Entonces Sam me apartó del camino y se plantó torpemente a su lado.

– Dios mío, Cassie… -Estaba sin aliento-. ¿Qué te ha hecho? Ven aquí.

Se levantó el faldón de la camisa y le secó la mejilla con cuidado, y ahuecó la otra mano para sostenerle la parte de atrás de la cabeza.

– ¡Ay, joder! -exclamó Sweeney con los dientes apretados cuando Rosalind le dio un pisotón.

– Me ha arañado -respondió Cassie. Su voz era terrible, aguda y fantasmagórica-. Me ha tocado, Sam, esa cosa me ha tocado, Dios, me ha escupido… Quítamelo, quítamelo.

– Tranquila -le dijo él-, tranquila, todo ha terminado. Lo has hecho muy bien. Tranquila…

La rodeó con sus brazos y la atrajo hacia él, y ella le apoyó la cabeza en el hombro. Por un instante la mirada de Sam se cruzó con la mía de frente; luego la apartó, bajándola hacia su mano que acariciaba los rizos de Cassie.

– ¿Qué diablos pasa? -preguntó O'Kelly, detrás de mí, con desagrado.

En cuanto se lavó la cara, Cassie no tenía tan mal aspecto como pareció al principio. Las uñas de Rosalind le habían dejado tres líneas anchas y oscuras que le atravesaban el pómulo, pero a pesar de la sangre no eran profundas. El técnico, que sabía primeros auxilios, dijo que no hacían falta puntos y que había tenido suerte de que Rosalind no le alcanzara el ojo. Quiso ponerle tiritas en los cortes, pero ella se negó, al menos hasta que volviéramos al trabajo y se los desinfectaran. A ratos temblaba de pies a cabeza; el técnico dijo que seguramente sufría una conmoción. O'Kelly, que aún parecía desconcertado y exasperado por cuanto había sucedido ese día, le ofreció un toffee con chocolate.

– Azúcar -explicó.

Era obvio que no estaba en condiciones para conducir, así que dejó la Vespa donde la había aparcado y ocupó el asiento delantero de la furgoneta. Sam conducía.

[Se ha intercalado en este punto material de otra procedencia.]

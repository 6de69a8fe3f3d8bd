// Copyright 2026 Daniel Pelikan
//
// Licensed under the Apache License, Version 2.0 (the "License");
// you may not use this file except in compliance with the License.
// You may obtain a copy of the License at
//
//     http://www.apache.org/licenses/LICENSE-2.0
//
// Unless required by applicable law or agreed to in writing, software
// distributed under the License is distributed on an "AS IS" BASIS,
// WITHOUT WARRANTIES OR CONDITIONS OF ANY KIND, either express or implied.
// See the License for the specific language governing permissions and
// limitations under the License.

//! Session events and their user-facing notifications.

use crate::bluetooth::{unconfirmed_text, DeviceCommand};
use crate::state::ConnectionState;

/// Events emitted by a session.
#[derive(Debug, Clone, PartialEq, Eq)]
pub enum SessionEvent {
    /// The connection state changed.
    StateChanged(ConnectionState),
    /// A command was requested while not connected; nothing was written.
    NotConnected { command: String },
    /// A command was written to the link.
    CommandSent { command: String },
    /// An acknowledgement token arrived.
    ///
    /// `confirmed` is set when it matched the pending command.
    Acknowledged {
        token: String,
        command: String,
        confirmed: bool,
    },
    /// The pending command timed out without acknowledgement.
    UnconfirmedCommand { command: String },
    /// A telemetry line arrived.
    MessageReceived(String),
    /// The peer closed the link.
    LinkClosed,
    /// The link failed and was torn down.
    LinkError(String),
}

impl SessionEvent {
    /// Short notification text for display, if the event deserves one.
    pub fn notification(&self) -> Option<String> {
        match self {
            SessionEvent::NotConnected { .. } => {
                Some("Error: no Bluetooth connection".to_string())
            }
            SessionEvent::CommandSent { command } => {
                Some(format!("Command sent: \"{}\"", command))
            }
            SessionEvent::Acknowledged { command, .. } => Some(
                DeviceCommand::from_code(command)
                    .map(|cmd| cmd.confirmed_text().to_string())
                    .unwrap_or_else(|| format!("Command \"{}\" confirmed", command)),
            ),
            SessionEvent::UnconfirmedCommand { command } => {
                Some(format!("Error: {}", unconfirmed_text(command)))
            }
            SessionEvent::LinkClosed => Some("Connection closed by device".to_string()),
            SessionEvent::LinkError(message) => Some(format!("Error: {}", message)),
            SessionEvent::StateChanged(_) | SessionEvent::MessageReceived(_) => None,
        }
    }
}
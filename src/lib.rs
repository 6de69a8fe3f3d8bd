// Copyright 2026 Daniel Pelikan
//
// Licensed under the Apache License, Version 2.0 (the "License");
// you may not use this file except in compliance with the License.
// You may obtain a copy of the License at
//
//     http://www.apache.org/licenses/LICENSE-2.0
//
// Unless required by applicable law or agreed to in writing, software
// distributed under the License is distributed on an "AS IS" BASIS,
// WITHOUT WARRANTIES OR CONDITIONS OF ANY KIND, either express or implied.
// See the License for the specific language governing permissions and
// limitations under the License.

//! Command link to a microcontroller over a Bluetooth serial channel.
//!
//! [`session::Session`] drives the connection: it opens a
//! [`bluetooth::Link`], reads newline-delimited lines from the device and
//! tracks acknowledgement of the most recent command.

pub mod bluetooth;
pub mod config;
pub mod events;
pub mod session;
pub mod state;

pub use events::SessionEvent;
pub use session::{Session, SessionConfig, SessionError};
pub use state::ConnectionState;
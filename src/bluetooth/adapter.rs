// Copyright 2026 Daniel Pelikan
//
// Licensed under the Apache License, Version 2.0 (the "License");
// you may not use this file except in compliance with the License.
// You may obtain a copy of the License at
//
//     http://www.apache.org/licenses/LICENSE-2.0
//
// Unless required by applicable law or agreed to in writing, software
// distributed under the License is distributed on an "AS IS" BASIS,
// WITHOUT WARRANTIES OR CONDITIONS OF ANY KIND, either express or implied.
// See the License for the specific language governing permissions and
// limitations under the License.

//! BlueZ backed platform using classic RFCOMM.

use bluer::rfcomm::{Profile, Role, SocketAddr, Stream};
use bluer::{Adapter, Address, ErrorKind, Session};
use futures::future::BoxFuture;
use futures::{FutureExt, StreamExt};
use tracing::{debug, info, warn};
use uuid::Uuid;

use super::link::{BoxedStream, LinkError};
use super::platform::{parse_address, Endpoint, PairedDevice, Platform};

/// Platform backed by the default BlueZ adapter.
pub struct BluezPlatform {
    session: Session,
    adapter: Adapter,
    rfcomm_channel: Option<u8>,
}

impl BluezPlatform {
    /// Connect to BlueZ and pick the default adapter.
    ///
    /// With `rfcomm_channel` set, streams connect to that channel directly;
    /// otherwise the service UUID is resolved through an SDP client profile.
    pub async fn new(rfcomm_channel: Option<u8>) -> Result<Self, LinkError> {
        let session = Session::new().await.map_err(map_bluer_error)?;
        debug!("BlueZ session created");

        let adapter = session.default_adapter().await.map_err(map_bluer_error)?;
        info!("Using Bluetooth adapter: {}", adapter.name());

        Ok(Self {
            session,
            adapter,
            rfcomm_channel,
        })
    }

    async fn connect_channel(&self, address: Address, channel: u8) -> Result<BoxedStream, LinkError> {
        debug!("Connecting to {} on RFCOMM channel {}", address, channel);
        let stream = Stream::connect(SocketAddr::new(address, channel))
            .await
            .map_err(|e| LinkError::ConnectFailed(e.to_string()))?;
        Ok(Box::new(stream))
    }

    async fn connect_profile(&self, address: Address, service: Uuid) -> Result<BoxedStream, LinkError> {
        debug!("Connecting to {} via service {}", address, service);

        let profile = Profile {
            uuid: service,
            role: Some(Role::Client),
            require_authentication: Some(false),
            require_authorization: Some(false),
            auto_connect: Some(false),
            ..Default::default()
        };
        let mut handle = self
            .session
            .register_profile(profile)
            .await
            .map_err(map_bluer_error)?;

        let device = self.adapter.device(address).map_err(map_bluer_error)?;
        let connect = device.connect_profile(&service);
        tokio::pin!(connect);
        let mut connect_done = false;

        loop {
            tokio::select! {
                result = &mut connect, if !connect_done => {
                    connect_done = true;
                    if let Err(e) = result {
                        return Err(LinkError::ConnectFailed(e.to_string()));
                    }
                }
                request = handle.next() => {
                    let request = request.ok_or_else(|| {
                        LinkError::ConnectFailed("profile unregistered before connecting".to_string())
                    })?;
                    let stream = request
                        .accept()
                        .map_err(|e| LinkError::ConnectFailed(e.to_string()))?;
                    return Ok(Box::new(stream));
                }
            }
        }
    }
}

impl Platform for BluezPlatform {
    fn resolve<'a>(&'a self, address: &'a str) -> BoxFuture<'a, Result<Endpoint, LinkError>> {
        async move {
            if !self.adapter.is_powered().await.map_err(map_bluer_error)? {
                return Err(LinkError::TransportUnavailable(format!(
                    "adapter {} is powered off",
                    self.adapter.name()
                )));
            }

            let bytes = parse_address(address)?;
            let remote = Address::new(bytes);
            let name = match self.adapter.device(remote) {
                Ok(device) => device.alias().await.ok(),
                Err(_) => None,
            };

            Ok(Endpoint {
                address: remote.to_string(),
                bytes,
                name,
            })
        }
        .boxed()
    }

    fn cancel_discovery(&self) -> BoxFuture<'_, Result<(), LinkError>> {
        async move {
            // Discovery sessions are owned by whoever holds the discover
            // stream; all we can do here is report that one is running.
            if self.adapter.is_discovering().await.map_err(map_bluer_error)? {
                warn!("Adapter is discovering; the handshake may be slow");
            }
            Ok(())
        }
        .boxed()
    }

    fn open_stream<'a>(
        &'a self,
        endpoint: &'a Endpoint,
        service: Uuid,
    ) -> BoxFuture<'a, Result<BoxedStream, LinkError>> {
        async move {
            let address = Address::new(endpoint.bytes);
            match self.rfcomm_channel {
                Some(channel) => self.connect_channel(address, channel).await,
                None => self.connect_profile(address, service).await,
            }
        }
        .boxed()
    }

    fn paired_devices(&self) -> BoxFuture<'_, Result<Vec<PairedDevice>, LinkError>> {
        async move {
            let mut devices = Vec::new();

            for addr in self.adapter.device_addresses().await.map_err(map_bluer_error)? {
                let device = self.adapter.device(addr).map_err(map_bluer_error)?;
                if device.is_paired().await.map_err(map_bluer_error)? {
                    let name = device.alias().await.ok();
                    devices.push(PairedDevice::new(name, addr.to_string()));
                }
            }

            Ok(devices)
        }
        .boxed()
    }
}

fn map_bluer_error(e: bluer::Error) -> LinkError {
    let message = e.to_string();
    match e.kind {
        ErrorKind::NotAuthorized | ErrorKind::NotPermitted => LinkError::PermissionDenied(message),
        ErrorKind::NotReady | ErrorKind::NotAvailable => LinkError::TransportUnavailable(message),
        ErrorKind::InvalidAddress(_) | ErrorKind::DoesNotExist | ErrorKind::InvalidArguments => {
            LinkError::AddressInvalid(message)
        }
        _ => LinkError::ConnectFailed(message),
    }
}
// Copyright 2026 Daniel Pelikan
//
// Licensed under the Apache License, Version 2.0 (the "License");
// you may not use this file except in compliance with the License.
// You may obtain a copy of the License at
//
//     http://www.apache.org/licenses/LICENSE-2.0
//
// Unless required by applicable law or agreed to in writing, software
// distributed under the License is distributed on an "AS IS" BASIS,
// WITHOUT WARRANTIES OR CONDITIONS OF ANY KIND, either express or implied.
// See the License for the specific language governing permissions and
// limitations under the License.

//! Connection state.

use std::fmt;

/// Connection status of a session.
#[derive(Debug, Clone, Default, PartialEq, Eq)]
pub enum ConnectionState {
    #[default]
    Disconnected,
    Connecting,
    Connected,
    Error(String),
}

impl ConnectionState {
    pub fn as_str(&self) -> &'static str {
        match self {
            ConnectionState::Disconnected => "Disconnected",
            ConnectionState::Connecting => "Connecting...",
            ConnectionState::Connected => "Connected",
            ConnectionState::Error(_) => "Error",
        }
    }

    pub fn is_connected(&self) -> bool {
        matches!(self, ConnectionState::Connected)
    }

    /// Whether a new connect may be issued from this state.
    pub fn can_connect(&self) -> bool {
        matches!(self, ConnectionState::Disconnected | ConnectionState::Error(_))
    }

    pub fn error_message(&self) -> Option<&str> {
        match self {
            ConnectionState::Error(message) => Some(message),
            _ => None,
        }
    }
}

impl fmt::Display for ConnectionState {
    fn fmt(&self, f: &mut fmt::Formatter<'_>) -> fmt::Result {
        match self {
            ConnectionState::Error(message) => write!(f, "Error: {}", message),
            other => f.write_str(other.as_str()),
        }
    }
}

Rosalind iba en la parte de atrás, con el resto de nosotros. Se había calmado después de que Sweeney le pusiera las esposas y estaba sentada rígida e indignada, sin decir palabra. Cada inspiración que tomaba estaba impregnada de su perfume empalagoso y de alguna otra cosa, algo que parecía pudrirse, opulento y contaminante y tal vez imaginario. Su mirada me decía que su mente trabajaba a marchas forzadas, si bien su rostro carecía de expresión. Ni miedo, ni hostilidad, ni ira. Nada de nada.